Segment Open
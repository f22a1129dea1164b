//! CallSession – Zustand eines aktiven Anrufs
//!
//! Eine CallSession buendelt alles was zu genau einem Telefonat gehoert:
//! die Sende-Queue zum Telefonie-Socket, den KI-Session-Handle, den lazily
//! erstellten Codec-Zustand, Aktivitaets-Zeitstempel und den Zustand der
//! Fallback-Policy. Alle veraenderlichen Felder sind intern synchronisiert;
//! kein Lock wird ueber einen await-Punkt gehalten.

use std::sync::atomic::{AtomicU64, Ordering};
use std::sync::Arc;
use std::time::{Duration, Instant};

use parking_lot::Mutex;
use tokio::sync::mpsc;
use tokio::task::JoinHandle;
use vermittler_audio::codec::samples_pro_frame;
use vermittler_audio::{AudioResult, OpusDecoder, OpusEncoder};
use vermittler_core::{AnruferKontext, CallControlId, StreamId, VermittlerError};
use vermittler_ki::LiveSession;

// ---------------------------------------------------------------------------
// Codec-Zustand
// ---------------------------------------------------------------------------

/// Lazily erstellter Encoder/Decoder eines Anrufs
///
/// Wird beim ersten Frame der jeweiligen Richtung angelegt und beim
/// Session-Ende freigegeben.
#[derive(Default)]
pub struct CodecZustand {
    encoder: Option<OpusEncoder>,
    decoder: Option<OpusDecoder>,
}

// ---------------------------------------------------------------------------
// Fallback-Zustand
// ---------------------------------------------------------------------------

/// Zustand der Fallback/Reconnect-Policy fuer einen Anruf
///
/// `versuche` ist monoton nicht-fallend bis zur Erstellung einer neuen
/// CallSession; es wird nie mitten im Anruf zurueckgesetzt.
#[derive(Debug, Clone, Default)]
pub struct FallbackZustand {
    /// Anzahl der Reconnect-Versuche der Policy
    pub versuche: u32,
    /// Die einmalige Fallback-Ansage wurde ausgeloest
    pub fallback_gesendet: bool,
    /// Terminal: KI-Session wird fuer diesen Anruf nie wieder aufgenommen
    pub dauerhaft: bool,
    /// Policy-Durchlaeufe im terminalen Zustand (nur Zaehlung)
    pub durchlaeufe: u64,
}

// ---------------------------------------------------------------------------
// CallSession
// ---------------------------------------------------------------------------

/// Eine aktive Telefonat-Session
pub struct CallSession {
    stream_id: StreamId,
    call_control_id: CallControlId,
    /// Read-only nach Session-Start; Saat fuer den KI-System-Prompt
    kontext: AnruferKontext,
    ki: Arc<dyn LiveSession>,
    /// Sende-Queue zum Telefonie-Socket; exklusiv dieser Session.
    /// `None` nachdem die Session geschlossen wurde.
    telefonie_tx: Mutex<Option<mpsc::Sender<String>>>,
    codec: Mutex<CodecZustand>,
    letzte_aktivitaet: Mutex<Instant>,
    fallback: Mutex<FallbackZustand>,
    ausgehender_task: Mutex<Option<JoinHandle<()>>>,
    eingehende_frames: AtomicU64,
    ausgehende_frames: AtomicU64,
}

impl CallSession {
    /// Erstellt eine neue Session fuer einen beginnenden Anruf
    pub fn neu(
        stream_id: StreamId,
        call_control_id: CallControlId,
        kontext: AnruferKontext,
        ki: Arc<dyn LiveSession>,
        telefonie_tx: mpsc::Sender<String>,
    ) -> Self {
        Self {
            stream_id,
            call_control_id,
            kontext,
            ki,
            telefonie_tx: Mutex::new(Some(telefonie_tx)),
            codec: Mutex::new(CodecZustand::default()),
            letzte_aktivitaet: Mutex::new(Instant::now()),
            fallback: Mutex::new(FallbackZustand::default()),
            ausgehender_task: Mutex::new(None),
            eingehende_frames: AtomicU64::new(0),
            ausgehende_frames: AtomicU64::new(0),
        }
    }

    pub fn stream_id(&self) -> &StreamId {
        &self.stream_id
    }

    pub fn call_control_id(&self) -> &CallControlId {
        &self.call_control_id
    }

    pub fn kontext(&self) -> &AnruferKontext {
        &self.kontext
    }

    /// Gibt den KI-Session-Handle zurueck (hoechstens einer pro Session)
    pub fn ki(&self) -> &Arc<dyn LiveSession> {
        &self.ki
    }

    // -----------------------------------------------------------------------
    // Aktivitaet
    // -----------------------------------------------------------------------

    /// Setzt den Aktivitaets-Zeitstempel auf jetzt
    pub fn aktivitaet_aktualisieren(&self) {
        self.aktivitaet_setzen(Instant::now());
    }

    /// Setzt den Aktivitaets-Zeitstempel explizit (Waechter-Tests)
    pub fn aktivitaet_setzen(&self, zeitpunkt: Instant) {
        *self.letzte_aktivitaet.lock() = zeitpunkt;
    }

    /// Dauer seit der letzten Aktivitaet, gemessen an `jetzt`
    pub fn inaktiv_seit(&self, jetzt: Instant) -> Duration {
        jetzt.saturating_duration_since(*self.letzte_aktivitaet.lock())
    }

    // -----------------------------------------------------------------------
    // Codec (lazy)
    // -----------------------------------------------------------------------

    /// Dekodiert einen Opus-Frame; der Decoder wird beim ersten Frame erstellt
    pub fn dekodieren(&self, sample_rate_hz: u32, opus: &[u8]) -> AudioResult<Vec<i16>> {
        let mut codec = self.codec.lock();
        if codec.decoder.is_none() {
            codec.decoder = Some(OpusDecoder::neu(sample_rate_hz)?);
        }
        codec
            .decoder
            .as_mut()
            .expect("Decoder wurde gerade erstellt")
            .decode(opus)
    }

    /// Kodiert einen PCM-Frame; der Encoder wird beim ersten Frame erstellt
    pub fn kodieren(&self, sample_rate_hz: u32, pcm: &[i16]) -> AudioResult<Vec<u8>> {
        let mut codec = self.codec.lock();
        if codec.encoder.is_none() {
            codec.encoder = Some(OpusEncoder::neu(sample_rate_hz)?);
        }
        codec
            .encoder
            .as_mut()
            .expect("Encoder wurde gerade erstellt")
            .encode(pcm)
    }

    /// Frame-Groesse in Samples fuer die Telefonie-Rate
    pub fn frame_groesse(&self, sample_rate_hz: u32) -> usize {
        samples_pro_frame(sample_rate_hz)
    }

    /// Gibt den Codec-Zustand frei (nach Stopp des Forwarders!)
    pub fn codec_freigeben(&self) {
        *self.codec.lock() = CodecZustand::default();
    }

    /// Gibt zurueck ob Encoder oder Decoder initialisiert sind
    pub fn codec_aktiv(&self) -> bool {
        let codec = self.codec.lock();
        codec.encoder.is_some() || codec.decoder.is_some()
    }

    // -----------------------------------------------------------------------
    // Telefonie-Socket
    // -----------------------------------------------------------------------

    /// Sendet ein JSON-Textframe in Richtung Telefonie-Socket
    pub async fn telefonie_senden(&self, json: String) -> vermittler_core::Result<()> {
        let tx = self.telefonie_tx.lock().clone();
        match tx {
            Some(tx) => tx
                .send(json)
                .await
                .map_err(|_| VermittlerError::transport("Telefonie-Sende-Queue geschlossen")),
            None => Err(VermittlerError::transport(
                "Telefonie-Socket bereits geschlossen",
            )),
        }
    }

    /// Schliesst die Sende-Queue; der Socket-Writer beendet sich danach
    pub fn telefonie_schliessen(&self) {
        *self.telefonie_tx.lock() = None;
    }

    // -----------------------------------------------------------------------
    // Fallback-Zustand
    // -----------------------------------------------------------------------

    /// Schnappschuss des Fallback-Zustands
    pub fn fallback_zustand(&self) -> FallbackZustand {
        self.fallback.lock().clone()
    }

    /// Aktualisiert den Fallback-Zustand unter dem Session-Lock
    pub fn fallback_aktualisieren<F>(&self, f: F)
    where
        F: FnOnce(&mut FallbackZustand),
    {
        f(&mut self.fallback.lock());
    }

    /// Erhoeht den Versuchszaehler und gibt den neuen Stand zurueck
    pub fn naechster_reconnect_versuch(&self) -> u32 {
        let mut zustand = self.fallback.lock();
        zustand.versuche += 1;
        zustand.versuche
    }

    // -----------------------------------------------------------------------
    // Forwarder-Task
    // -----------------------------------------------------------------------

    /// Hinterlegt den Handle des Outbound-Forwarder-Tasks
    pub fn ausgehenden_task_setzen(&self, task: JoinHandle<()>) {
        *self.ausgehender_task.lock() = Some(task);
    }

    /// Nimmt den Forwarder-Handle heraus (fuer Abbruch beim Teardown)
    pub fn ausgehenden_task_nehmen(&self) -> Option<JoinHandle<()>> {
        self.ausgehender_task.lock().take()
    }

    // -----------------------------------------------------------------------
    // Zaehler
    // -----------------------------------------------------------------------

    pub fn eingehend_zaehlen(&self) {
        self.eingehende_frames.fetch_add(1, Ordering::Relaxed);
    }

    pub fn ausgehend_zaehlen(&self) {
        self.ausgehende_frames.fetch_add(1, Ordering::Relaxed);
    }

    /// (eingehende, ausgehende) Frame-Zaehler
    pub fn zaehler(&self) -> (u64, u64) {
        (
            self.eingehende_frames.load(Ordering::Relaxed),
            self.ausgehende_frames.load(Ordering::Relaxed),
        )
    }
}

impl std::fmt::Debug for CallSession {
    fn fmt(&self, f: &mut std::fmt::Formatter<'_>) -> std::fmt::Result {
        f.debug_struct("CallSession")
            .field("stream_id", &self.stream_id)
            .field("call_control_id", &self.call_control_id)
            .field("ki_laeuft", &self.ki.laeuft())
            .finish()
    }
}

#[cfg(test)]
mod tests {
    use super::*;
    use crate::testhilfen::MockSession;

    fn test_session() -> (CallSession, mpsc::Receiver<String>) {
        let (tx, rx) = mpsc::channel(16);
        let session = CallSession::neu(
            StreamId::neu("s-1"),
            CallControlId::neu("cc-1"),
            AnruferKontext::default(),
            Arc::new(MockSession::verbunden()),
            tx,
        );
        (session, rx)
    }

    #[test]
    fn codec_wird_lazy_erstellt() {
        let (session, _rx) = test_session();
        assert!(!session.codec_aktiv());

        let frame = vec![0i16; session.frame_groesse(16_000)];
        session.kodieren(16_000, &frame).unwrap();
        assert!(session.codec_aktiv());

        session.codec_freigeben();
        assert!(!session.codec_aktiv());
    }

    #[test]
    fn dekodieren_nach_kodieren() {
        let (session, _rx) = test_session();
        let frame = vec![0i16; 320];
        let opus = session.kodieren(16_000, &frame).unwrap();
        let pcm = session.dekodieren(16_000, &opus).unwrap();
        assert_eq!(pcm.len(), 320);
    }

    #[test]
    fn inaktivitaet_mit_explizitem_jetzt() {
        let (session, _rx) = test_session();
        let jetzt = Instant::now();
        session.aktivitaet_setzen(jetzt);
        assert_eq!(
            session.inaktiv_seit(jetzt + Duration::from_secs(90)),
            Duration::from_secs(90)
        );
        // Aktivitaet in der "Zukunft" ergibt keine Unterlaeufe
        session.aktivitaet_setzen(jetzt + Duration::from_secs(10));
        assert_eq!(session.inaktiv_seit(jetzt), Duration::ZERO);
    }

    #[test]
    fn fallback_versuche_monoton() {
        let (session, _rx) = test_session();
        assert_eq!(session.naechster_reconnect_versuch(), 1);
        assert_eq!(session.naechster_reconnect_versuch(), 2);
        session.fallback_aktualisieren(|z| z.dauerhaft = true);
        let zustand = session.fallback_zustand();
        assert_eq!(zustand.versuche, 2);
        assert!(zustand.dauerhaft);
    }

    #[tokio::test]
    async fn telefonie_senden_nach_schliessen_ist_fehler() {
        let (session, mut rx) = test_session();
        session.telefonie_senden("{}".into()).await.unwrap();
        assert_eq!(rx.recv().await.unwrap(), "{}");

        session.telefonie_schliessen();
        let result = session.telefonie_senden("{}".into()).await;
        assert!(matches!(result, Err(VermittlerError::Transport(_))));
    }

    #[test]
    fn zaehler_inkrementieren() {
        let (session, _rx) = test_session();
        session.eingehend_zaehlen();
        session.eingehend_zaehlen();
        session.ausgehend_zaehlen();
        assert_eq!(session.zaehler(), (2, 1));
    }
}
Segment Closed
- _INSTRUCTIONS TO FOLLOW_: Wherever the word "Instant" appears in the listing, copy the line that holds it.

- _SOLUTION TO THIS TASK_:
use std::time::{Duration, Instant};
    letzte_aktivitaet: Mutex<Instant>,
            letzte_aktivitaet: Mutex::new(Instant::now()),
        self.aktivitaet_setzen(Instant::now());
    pub fn aktivitaet_setzen(&self, zeitpunkt: Instant) {
    pub fn inaktiv_seit(&self, jetzt: Instant) -> Duration {
        let jetzt = Instant::now();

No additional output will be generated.